What do the messy lines on the boot screen suggest? Is it the battery totally dead? Or, is the charging system faulty that somehow it doesn't have any enough juice to push thru beyond the boot screen and hence shut off?
-- Joseph
Click to expand...
Click to collapse
what happened to TWRP ? thats stock recovery
will it enter fastboot mode ? if you can get into TWRP their is a chance of off loading your userdata to a PC
easyxpress said:
I just plugged in the phone. Miraculously, after few minutes, it did come up with the boot screen (with some messy lines), see the attached picture. However, It didn't go beyond the boot screen and recycle again for 2 or 3 times and then no more. I was able to duplicate this recycling situation several times after plugging it to the charger. Also, I was able to push it into the Recovery mode, but it only stay at the boot screen (with lines) and shut off again after few seconds.
What do the messy lines on the boot screen suggest? Is it the battery totally dead? Or, is the charging system faulty that somehow it doesn't have any enough juice to push thru beyond the boot screen and hence shut off?
-- Joseph
Click to expand...
Click to collapse
Yup...This phone is dead. I have seen a similar le pro 3 posted here on XDA with the same streaks along the display. It's definitely a hard brick. No way to get around it that I know of. I'd like to rope @tsongming in on this. He has seen a few dead pro 3's so this is within his expertise.
Sent from my LeMobile Le X526 using XDA Labs
twistyplain said:
Yup...This phone is dead. I have seen a similar le pro 3 posted here on XDA with the same streaks along the display. It's definitely a hard brick. No way to get around it that I know of. I'd like to rope @tsongming in on this. He has seen a few dead pro 3's so this is within his expertise.
Click to expand...
Click to collapse
Sorry bad news.
As twistyplain said, your phone is absolutely fried, and there is no solution.
It's definitely no brick, that is a hardware issue... Most likely shorted solder connections. The same thing happened to two of our X727s, we have one left that still works.
I highly recommend buying a seemingly unbrickable Xiaomi phone. Their budget models are awesome and of course their flagships are awesome. Everyone in my family has Migrated to Xiaomi . I currently have Android 10 working flawlessly.
Thanks for the info. I made a mistake of not backing up the photos from the phone. I'm still hoping for a slim chance and searching that some of the repair shops (in China?) are somehow able to boot up the phone and retrieve the photos for me. Meanwhile, I'll check into Xiaomi.
-- Joseph
easyxpress said:
Thanks for the info. I made a mistake of not backing up the photos from the phone. I'm still hoping for a slim chance and searching that some of the repair shops (in China?) are somehow able to boot up the phone and retrieve the photos for me. Meanwhile, I'll check into Xiaomi.
-- Joseph
Click to expand...
Click to collapse
If you are in China and located in a large city or tech industrial area you should have plenty of shops that repair at the component level.
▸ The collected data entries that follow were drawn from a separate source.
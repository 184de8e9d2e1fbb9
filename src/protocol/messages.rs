//! Chat event types flowing through the pipeline
//!
//! A [`ChatEvent`] is created once by the chat service and then shared by the
//! cache tiers, the batch persister and the broadcast dispatcher. Events are
//! treated as immutable after creation; identity is the `id` field.

use serde::{Deserialize, Serialize};

use crate::{current_timestamp, generate_message_id};

/// Unique identifier types
pub type UserId = String;
pub type RoomId = String;
pub type MessageId = String;
pub type ShardId = u16;

/// Default number of shards per room
pub const NUM_SHARDS: ShardId = 2;

/// Display name used for system-generated events
pub const SYSTEM_SENDER: &str = "system";

/// Kind of chat event
#[derive(Debug, Clone, Copy, PartialEq, Eq, Hash, Serialize, Deserialize)]
#[serde(rename_all = "SCREAMING_SNAKE_CASE")]
pub enum EventKind {
    Chat,
    Join,
    Leave,
    Error,
    History,
}

impl EventKind {
    pub fn as_str(&self) -> &'static str {
        match self {
            EventKind::Chat => "CHAT",
            EventKind::Join => "JOIN",
            EventKind::Leave => "LEAVE",
            EventKind::Error => "ERROR",
            EventKind::History => "HISTORY",
        }
    }
}

impl std::fmt::Display for EventKind {
    fn fmt(&self, f: &mut std::fmt::Formatter<'_>) -> std::fmt::Result {
        f.write_str(self.as_str())
    }
}

/// User information resolved by the identity layer
#[derive(Debug, Clone, PartialEq, Eq, Serialize, Deserialize)]
pub struct UserInfo {
    pub user_id: UserId,
    pub display_name: String,
    pub avatar_url: Option<String>,
}

impl UserInfo {
    pub fn new(user_id: impl Into<UserId>, display_name: impl Into<String>) -> Self {
        Self {
            user_id: user_id.into(),
            display_name: display_name.into(),
            avatar_url: None,
        }
    }

    pub fn with_avatar(mut self, url: impl Into<String>) -> Self {
        self.avatar_url = Some(url.into());
        self
    }
}

/// A chat event
#[derive(Debug, Clone, PartialEq, Eq, Serialize, Deserialize)]
pub struct ChatEvent {
    /// Opaque unique id
    pub id: MessageId,
    /// Room the event belongs to
    pub room_id: RoomId,
    /// Sender user id
    pub sender_id: UserId,
    /// Sender display name
    pub sender_name: String,
    /// Sender avatar URL (optional)
    pub sender_avatar_url: Option<String>,
    /// Event kind
    pub kind: EventKind,
    /// Message body
    pub body: String,
    /// Timestamp (Unix ms)
    pub timestamp: u64,
}

impl ChatEvent {
    fn from_sender(room_id: &str, sender: &UserInfo, kind: EventKind, body: String) -> Self {
        Self {
            id: generate_message_id(),
            room_id: room_id.to_string(),
            sender_id: sender.user_id.clone(),
            sender_name: sender.display_name.clone(),
            sender_avatar_url: sender.avatar_url.clone(),
            kind,
            body,
            timestamp: current_timestamp(),
        }
    }

    /// Regular chat message
    pub fn chat(room_id: &str, sender: &UserInfo, body: impl Into<String>) -> Self {
        Self::from_sender(room_id, sender, EventKind::Chat, body.into())
    }

    /// Join announcement
    pub fn join(room_id: &str, user: &UserInfo) -> Self {
        let body = format!("{} joined the room.", user.display_name);
        Self::from_sender(room_id, user, EventKind::Join, body)
    }

    /// Leave announcement
    pub fn leave(room_id: &str, user: &UserInfo) -> Self {
        let body = format!("{} left the room.", user.display_name);
        Self::from_sender(room_id, user, EventKind::Leave, body)
    }

    /// System error notice addressed to a single user
    pub fn error(room_id: &str, body: impl Into<String>) -> Self {
        let system = UserInfo::new(SYSTEM_SENDER, SYSTEM_SENDER);
        Self::from_sender(room_id, &system, EventKind::Error, body.into())
    }

    /// Re-tag a stored event for a history push. Keeps id and timestamp.
    pub fn as_history(&self) -> Self {
        Self {
            kind: EventKind::History,
            ..self.clone()
        }
    }

    /// Fill in id and timestamp when a producer left them empty
    pub fn with_identity(mut self) -> Self {
        if self.id.is_empty() {
            self.id = generate_message_id();
        }
        if self.timestamp == 0 {
            self.timestamp = current_timestamp();
        }
        self
    }
}

#[cfg(test)]
mod tests {
    use super::*;

    fn alice() -> UserInfo {
        UserInfo::new("u-1", "alice").with_avatar("https://cdn.example/a.png")
    }

    #[test]
    fn test_chat_event_copies_sender() {
        let event = ChatEvent::chat("room-1", &alice(), "hello");
        assert_eq!(event.room_id, "room-1");
        assert_eq!(event.sender_id, "u-1");
        assert_eq!(event.sender_name, "alice");
        assert_eq!(
            event.sender_avatar_url.as_deref(),
            Some("https://cdn.example/a.png")
        );
        assert_eq!(event.kind, EventKind::Chat);
        assert!(!event.id.is_empty());
        assert!(event.timestamp > 0);
    }

    #[test]
    fn test_join_leave_bodies() {
        let join = ChatEvent::join("room-1", &alice());
        let leave = ChatEvent::leave("room-1", &alice());
        assert_eq!(join.kind, EventKind::Join);
        assert_eq!(join.body, "alice joined the room.");
        assert_eq!(leave.kind, EventKind::Leave);
        assert_eq!(leave.body, "alice left the room.");
        assert_ne!(join.id, leave.id);
    }

    #[test]
    fn test_history_keeps_identity() {
        let event = ChatEvent::chat("room-1", &alice(), "hello");
        let history = event.as_history();
        assert_eq!(history.kind, EventKind::History);
        assert_eq!(history.id, event.id);
        assert_eq!(history.timestamp, event.timestamp);
        assert_eq!(history.body, event.body);
    }

    #[test]
    fn test_with_identity_fills_gaps() {
        let mut event = ChatEvent::error("room-1", "boom");
        assert_eq!(event.sender_id, SYSTEM_SENDER);
        event.id.clear();
        event.timestamp = 0;

        let event = event.with_identity();
        assert!(!event.id.is_empty());
        assert!(event.timestamp > 0);
    }

    #[test]
    fn test_kind_serializes_uppercase() {
        let json = serde_json::to_string(&EventKind::History).unwrap();
        assert_eq!(json, "\"HISTORY\"");
        assert_eq!(EventKind::Leave.to_string(), "LEAVE");
    }
}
Your phone could very likely be repaired by a shop that has a hot air rework soldering station with an electron microscope.
We used to have these types of places in the US but they have all gone out business, replaced by board swappers, who charge a lot. I would suspect that you could get it repaired in China for 100 yuan or less.
I worked in Beijing for 3 months, about 18 years ago and these types of places were everywhere.